All das ist leichter gesagt als getan und allzu oft lassen wir uns von der Mentalität packen, die davon ausgeht, dass unsere Zukunft ohnehin in Stein gemeißelt ist. Das Gespenst der Resignation scheint all zu oft alle fest im Griff zu haben und genau das ist die Perspektive auf den Stand der Dinge, den uns die Herrschaft vermitteln will. All diese geschwollenen Wörter sind ohnehin längst ihrer Bedeutung beraubt und Phrasen, die mit all diesen pompösen Wörtern wie „Freiheit“ und „Aufstand“ gespickt sind, kann ohnehin jeder – vom Werbemakler bis zum Parteiführer – in den Mund nehmen, ohne wirklich etwas aussagen zu müssen. Es geht schlicht um das Image, um das Spektakel, um das leichte Kribbeln im Nacken, das sie noch manchmal fähig sind zu erzeugen. Was „Freiheit“ bedeutet, welcher Zustand es eigentlich wert ist „Leben“ genannt zu werden oder was ein „Aufstand“ überhaupt ist, dafür ist kein Platz in den hohlen Phrasen all derer, die nur ein Abbild ihrer eigenen Ohnmacht sind und auch nicht ernsthaft versuchen, etwas anderes zu sein. Aber wen wundert es schon, dass wir scheinbar unfähig sind gemeinsam zu kommunizieren, also eigene Ideen, Träume und Pläne auszutauschen, wenn wir schlichtweg einer gemeinsamen Sprache beraubt sind? Mit Sprache meine ich eine Art und Weise sich auszudrücken, sich zu verstehen und somit einen Weg zu finden, sein Gegenüber nach zu vollziehen. Durch den Verlust von gemeinsamen Lebensrealitäten, von Begegnungen, gemeinsamer Intensität und Auseinandersetzung verbleibt nur einen Kloß in unserem Hälsen, der uns unfähig macht uns mitzuteilen. Dies ist wohl genauso wenig überraschend wie unser Unvermögen Entwicklungen und Prozesse auf den Straßen der Stadt und in Teilen der Gesellschaft zu bemerken, wenn wir schlicht nichts mit der Stadt und der Gesellschaft zu teilen scheinen, da unser Leben isoliert, einsam und windstill ist und sich oft nur noch auf digitalen Ebenen abspielt. Das einzige was verbleibt, ist das Wissen, dass diese Welt nicht die unsere ist.

 

So kann sich aus diesem eigenartigen Gefühl des Fernwehs allzu schnell eine Distanz zu Menschen ergeben, mit denen wir dieses Gefühl eigentlich in eine kämpferische Spannung im hier und jetzt verwandeln könnten. Anstatt unserem tagtäglichen Joch ins Auge zu blicken, werden wir von unserer Sehnsucht entführt. Sie lässt uns uns von Momenten träumen, in denen alles anders wird, in denen wir unbeschwert und zwanglos unser Leben gestalten oder auch von Krawallen und Revolutionen in weit entfernten Ländern, die ganz unseren Vorstellungen gerecht werden. Diese Sehnsucht verleitet uns dazu zu Wartenden zu werden. Zu Wartenden auf den Moment in dem wir dorthin reisen, um all das zu erleben und zu erfahren, was wir hier verpassen. Denn was scheint unwahrscheinlicher als diese Träume hier verwirklichen zu können? Auf diesen Straßen, deren einziger Kitt die Frustration zu sein scheint, in München, der Hauptstadt des Spießbürgertums, in der die Macht der Polizei so uneingeschränkt zu walten scheint, wie an keinem anderen Ort des Globus?
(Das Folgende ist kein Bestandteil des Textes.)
//! Provider capability interface and the building blocks backends assemble.
//!
//! Every backend implements [`AiProvider`]. Instead of a base-class hierarchy,
//! three generic wrappers supply the shared policy:
//!
//! - [`CloudAiProvider`] wraps a [`CloudBackend`] with rate limiting, retry and
//!   usage/cost accounting, and tracks true asynchronous batch jobs.
//! - [`LocalAiProvider`] wraps a [`LocalBackend`] with a load/unload lifecycle,
//!   parameter merging and the eager sequential batch path.
//! - [`NeuralNetworkProvider`] wraps a [`NeuralBackend`] with the
//!   preprocess → forward → postprocess pipeline and checkpoint persistence.

pub mod anthropic;
pub mod batch;
pub mod cloud;
pub mod local;
pub mod neural;
pub mod ollama;
pub mod onnx;
pub mod openai;
pub mod rate_limit;
pub mod retry;
pub(crate) mod stream;
pub mod usage;

pub use batch::{BatchJob, BatchResult, BatchStatus};
pub use cloud::{CloudAiProvider, CloudBackend};
pub use local::{LocalAiProvider, LocalBackend};
pub use neural::{NeuralBackend, NeuralNetworkProvider};
pub use rate_limit::RateLimiter;
pub use retry::{Backoff, RetryPolicy};
pub use usage::{ModelPricing, UsageStats, UsageTracker};

use async_trait::async_trait;
use futures_util::stream::BoxStream;
use serde::Serialize;
use std::time::Duration;

use crate::error::ProviderError;
use crate::message::{AiResponse, Message};

/// Lazily produced text fragments. `None` marks the end of the stream; errors
/// arrive as `Err` items. Dropping the stream cancels the request.
pub type TextStream = BoxStream<'static, Result<String, ProviderError>>;

/// Per-call generation parameters. Unset fields fall back to provider defaults.
#[derive(Debug, Clone, Default, PartialEq)]
pub struct GenerationOptions {
    pub max_tokens: Option<u32>,
    pub temperature: Option<f32>,
    pub top_p: Option<f32>,
    pub top_k: Option<u32>,
    pub stop: Vec<String>,
    /// Ask backends that support it for a JSON object response.
    pub json_mode: bool,
}

impl GenerationOptions {
    pub fn with_max_tokens(mut self, max_tokens: u32) -> Self {
        self.max_tokens = Some(max_tokens);
        self
    }

    pub fn with_temperature(mut self, temperature: f32) -> Self {
        self.temperature = Some(temperature);
        self
    }

    /// Fill unset fields from `defaults`. Values already set on `self` win.
    pub fn merged_over(&self, defaults: &GenerationOptions) -> GenerationOptions {
        GenerationOptions {
            max_tokens: self.max_tokens.or(defaults.max_tokens),
            temperature: self.temperature.or(defaults.temperature),
            top_p: self.top_p.or(defaults.top_p),
            top_k: self.top_k.or(defaults.top_k),
            stop: if self.stop.is_empty() {
                defaults.stop.clone()
            } else {
                self.stop.clone()
            },
            json_mode: self.json_mode || defaults.json_mode,
        }
    }
}

/// Static description of a provider instance.
#[derive(Debug, Clone, PartialEq, Serialize)]
pub struct ModelInfo {
    pub provider: String,
    pub model: String,
    pub supports_images: bool,
    pub supports_streaming: bool,
    pub supports_batch: bool,
    pub context_window: Option<u32>,
}

/// Accumulated counters, shaped per provider family.
#[derive(Debug, Clone, PartialEq, Serialize)]
#[serde(tag = "kind", rename_all = "snake_case")]
pub enum ProviderStats {
    Cloud(UsageStats),
    Local {
        total_generations: u64,
        total_tokens_generated: u64,
    },
    Neural {
        total_inferences: u64,
        average_inference_ms: f64,
    },
}

/// Contract every backend satisfies.
///
/// Uses `async_trait` because native async fn in trait is not object-safe
/// (the factory hands out `Arc<dyn AiProvider>`).
#[async_trait]
pub trait AiProvider: Send + Sync {
    /// Provider name for logging (e.g., "anthropic", "ollama").
    fn name(&self) -> &str;

    /// Model identifier requests are sent with.
    fn model(&self) -> &str;

    /// Generate a complete response.
    async fn generate_text(
        &self,
        messages: &[Message],
        options: &GenerationOptions,
    ) -> Result<AiResponse, ProviderError>;

    /// Generate a response as a stream of text fragments.
    async fn generate_text_stream(
        &self,
        messages: &[Message],
        options: &GenerationOptions,
    ) -> Result<TextStream, ProviderError>;

    /// Submit independent prompts as one unit. `custom_ids` correlates results.
    async fn create_batch_job(
        &self,
        messages_list: &[Vec<Message>],
        custom_ids: &[String],
        options: &GenerationOptions,
    ) -> Result<BatchJob, ProviderError>;

    /// Fresh status snapshot of a batch job.
    async fn get_batch_job(&self, job_id: &str) -> Result<BatchJob, ProviderError>;

    /// `true` if the backend accepted cancellation. Never errors for finished jobs.
    async fn cancel_batch_job(&self, job_id: &str) -> bool;

    fn supports_images(&self) -> bool;

    fn supports_streaming(&self) -> bool;

    fn supports_batch(&self) -> bool;

    fn model_info(&self) -> ModelInfo;

    fn usage_stats(&self) -> ProviderStats;

    /// Per-request timeout for this provider.
    fn timeout(&self) -> Duration;
}

/// Reject image content for providers without vision support.
pub fn ensure_input_supported(
    provider: &str,
    supports_images: bool,
    messages: &[Message],
) -> Result<(), ProviderError> {
    if messages.is_empty() {
        return Err(ProviderError::InvalidArgument(
            "at least one message is required".to_string(),
        ));
    }
    if !supports_images && messages.iter().any(Message::has_images) {
        return Err(ProviderError::UnsupportedInput {
            provider: provider.to_string(),
            message: "model does not accept image content".to_string(),
        });
    }
    Ok(())
}

/// Resolve `${ENV_VAR}` references in config strings.
pub fn resolve_env_var(value: &str) -> Option<String> {
    if value.starts_with("${") && value.ends_with('}') {
        let var_name = &value[2..value.len() - 1];
        std::env::var(var_name).ok().filter(|v| !v.is_empty())
    } else if value.is_empty() {
        None
    } else {
        Some(value.to_string())
    }
}

/// Map a reqwest transport failure onto the provider taxonomy.
pub(crate) fn transport_error(provider: &str, timeout: Duration, e: reqwest::Error) -> ProviderError {
    if e.is_timeout() {
        ProviderError::Timeout {
            provider: provider.to_string(),
            timeout_ms: timeout.as_millis() as u64,
        }
    } else if e.is_connect() {
        ProviderError::unavailable(provider, format!("connection failed: {e}"))
    } else {
        ProviderError::Api {
            provider: provider.to_string(),
            message: format!("request failed: {e}"),
            status_code: e.status().map(|s| s.as_u16()),
        }
    }
}

/// Turn a non-success HTTP response into an `Api` error, keeping the body.
pub(crate) async fn error_from_response(provider: &str, resp: reqwest::Response) -> ProviderError {
    let status = resp.status();
    let text = resp.text().await.unwrap_or_default();
    ProviderError::Api {
        provider: provider.to_string(),
        message: format!("HTTP {status}: {text}"),
        status_code: Some(status.as_u16()),
    }
}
Aber ist nicht genau das die Illusion, der wir uns hingeben sollen um weiterhin kleine, scheue, arbeitstüchtige Sklaven zu bleiben?

Und ist es nicht genau diese Illusion, die verhindert, dass wir uns hier und jetzt in den Fragen, in den Gedankengängen und Handlungen anderer wiedererkennen um Verbindungen zu schlagen?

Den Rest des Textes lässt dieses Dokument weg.